I hope that this man will do what he says… I just want you to be prepared, because he cannot change into a new person. My Darling Husband was never cold. He accepted me flaws and all. That is what you need. You should not have to be walking on eggshells and worried that he will leave. If he brings out the worst out in you, that will not change in the future. Good luck to you dear, and take care of yourself!
Post # 97
irinaaa: I used to have these breakdowns too, now they are few and far between. What helped me was DBT;
Dialectical Behavior Therapy (DBT) is a cognitive behavioral treatment that was originally developed to treat chronically suicidal individuals diagnosed with borderline personality disorder (BPD) and it is now recognized as the gold standard psychological treatment for this population.
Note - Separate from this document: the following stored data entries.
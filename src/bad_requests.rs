//! Diagnostic channel for rejected requests.
//!
//! Crawlers probe with plenty of junk paths; those rejections go to their
//! own append-only file instead of the main log, one line per request,
//! keyed by client address.

use std::io::Write;
use std::net::IpAddr;
use std::path::PathBuf;

use parking_lot::Mutex;

pub const LOG_FILE: &str = "bad_requests.log";

/// Append-only `<client-ip> : <message>` log.
pub struct BadRequestLog {
    path: PathBuf,
    /// Serializes appends so concurrent rejections cannot interleave.
    lock: Mutex<()>,
}

impl BadRequestLog {
    pub fn new(logs_dir: impl Into<PathBuf>) -> Self {
        Self {
            path: logs_dir.into().join(LOG_FILE),
            lock: Mutex::new(()),
        }
    }

    /// Record one rejection. An IO failure is logged and swallowed; the
    /// 404 must go out whether or not the diagnostic line landed.
    pub fn record(&self, client: IpAddr, message: &str) {
        let _held = self.lock.lock();
        if let Err(err) = self.append(client, message) {
            tracing::warn!(
                path = %self.path.display(),
                error = %err,
                "could not append to bad-request log"
            );
        }
    }

    fn append(&self, client: IpAddr, message: &str) -> std::io::Result<()> {
        if let Some(parent) = self.path.parent() {
            std::fs::create_dir_all(parent)?;
        }
        let mut file = std::fs::OpenOptions::new()
            .append(true)
            .create(true)
            .open(&self.path)?;
        writeln!(file, "{client} : {message}")
    }
}

#[cfg(test)]
mod tests {
    use tempfile::TempDir;

    use super::*;

    #[test]
    fn records_append_one_line_each() {
        let tmp = TempDir::new().unwrap();
        let log = BadRequestLog::new(tmp.path().join("logs"));

        log.record("203.0.113.9".parse().unwrap(), "Not a valid post \"/nope\"");
        log.record("::1".parse().unwrap(), "Not a valid post \"/also/nope\"");

        let contents =
            std::fs::read_to_string(tmp.path().join("logs").join(LOG_FILE)).unwrap();
        let lines: Vec<&str> = contents.lines().collect();
        assert_eq!(
            lines,
            [
                "203.0.113.9 : Not a valid post \"/nope\"",
                "::1 : Not a valid post \"/also/nope\"",
            ]
        );
    }

    #[test]
    fn missing_logs_dir_is_created_on_first_record() {
        let tmp = TempDir::new().unwrap();
        let dir = tmp.path().join("deep").join("logs");
        let log = BadRequestLog::new(&dir);

        log.record("127.0.0.1".parse().unwrap(), "probe");
        assert!(dir.join(LOG_FILE).is_file());
    }
}
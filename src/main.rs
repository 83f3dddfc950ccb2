//! post2card - Open Graph cards for social media posts.
//!
//! Serves preview cards for Xitter, Bluesky and Threads posts: crawlers
//! get a rendered card with a screenshot of the post embed, everyone else
//! gets redirected to the post itself.

use axum::http::Request;
use clap::Parser;
use tower_http::trace::TraceLayer;
use tracing::Level;
use tracing_subscriber::EnvFilter;
use tracing_subscriber::layer::SubscriberExt;
use tracing_subscriber::util::SubscriberInitExt;

use post2card::{AppState, Config, router};

/// post2card - Open Graph card server for social media posts.
#[derive(Parser, Debug)]
#[command(name = "post2card")]
#[command(about = "Open Graph card server for social media posts", long_about = None)]
struct Args {
    /// Path to .env file (optional).
    #[arg(long, env = "DOTENV_PATH", default_value = ".env")]
    dotenv: String,
}

#[tokio::main]
async fn main() -> anyhow::Result<()> {
    // Parse CLI arguments
    let args = Args::parse();

    // Load .env file if it exists
    if std::path::Path::new(&args.dotenv).exists() {
        dotenvy::from_path(&args.dotenv)?;
        eprintln!("Loaded environment from {}", args.dotenv);
    }

    // Initialize tracing
    tracing_subscriber::registry()
        .with(EnvFilter::try_from_default_env().unwrap_or_else(|_| "info".into()))
        .with(tracing_subscriber::fmt::layer())
        .init();

    // Load configuration
    let config = Config::from_env()?;
    let bind_addr = config.bind_addr.clone();

    // Create application state and clear scratch leftovers
    let state = AppState::new(config)?;
    state.prepare()?;

    // Build router with middleware
    let app = router(state).layer(
        TraceLayer::new_for_http().make_span_with(|request: &Request<_>| {
            tracing::span!(
                Level::INFO,
                "http_request",
                method = %request.method(),
                path = %request.uri().path(),
            )
        }),
    );

    // Start server
    let listener = tokio::net::TcpListener::bind(&bind_addr).await?;
    tracing::info!(addr = %bind_addr, "starting card server");

    axum::serve(
        listener,
        app.into_make_service_with_connect_info::<std::net::SocketAddr>(),
    )
    .await?;

    Ok(())
}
Its not only for those with borderline personality disorder ( I don’t have it) it helps you learn skills that can help you before a breakdown happens. It’s usually done in a group setting, if you can’t find a private group check out your local university’s Psychology department, best of luck, I totally understand. (If you don’t have insurance or a ton of $$ the university classes are usually around 10-15 dollars)
Post # 98
First of all, I’m so sorry you are going through this- it’s never nice to be in a position where your future depends on somebody else’s decision to break up with your or not. However, you have more power and strength in you than you know, you just need a little help finding them and learning how to use them. If your boyfriend truly loves you (which I am sure he does), he will be understanding and supportive, but it will take time for your both to learn how to deal with certain behaviours. Living with certain conditions is certainly very hard, but it can also be hard at times to support someone who has a condition. Sounds like you need some therapy and an open conversation with your other half. I’m sure you guys will be OK and eventually you will learn how to control certain felling and emotions as well as your fear of being left… Good luck and pleas try to stay strong! Xx
Post # 99
irinaaa: Please don’t leave yourself in this harmful, toxic relationship. I’m not sure where you’re living right now city-wise, but I know how hard it is to find a good therapist for these kinds of problems. I got lucky. After being fed up with my old therapists who weren’t helping me I did a google search and decided to just randomly pick one and give them a shot. I got so lucky and I still see her a few years later from time to time when I need it.
I had to break up with my boyfriend and honestly leave with no promise of returning if he changed. It was so hard. I honestly believe it was the best thing I’ve ever done though. Please don’t subject yourself to years of torture. Get the help you need and ditch the scrub.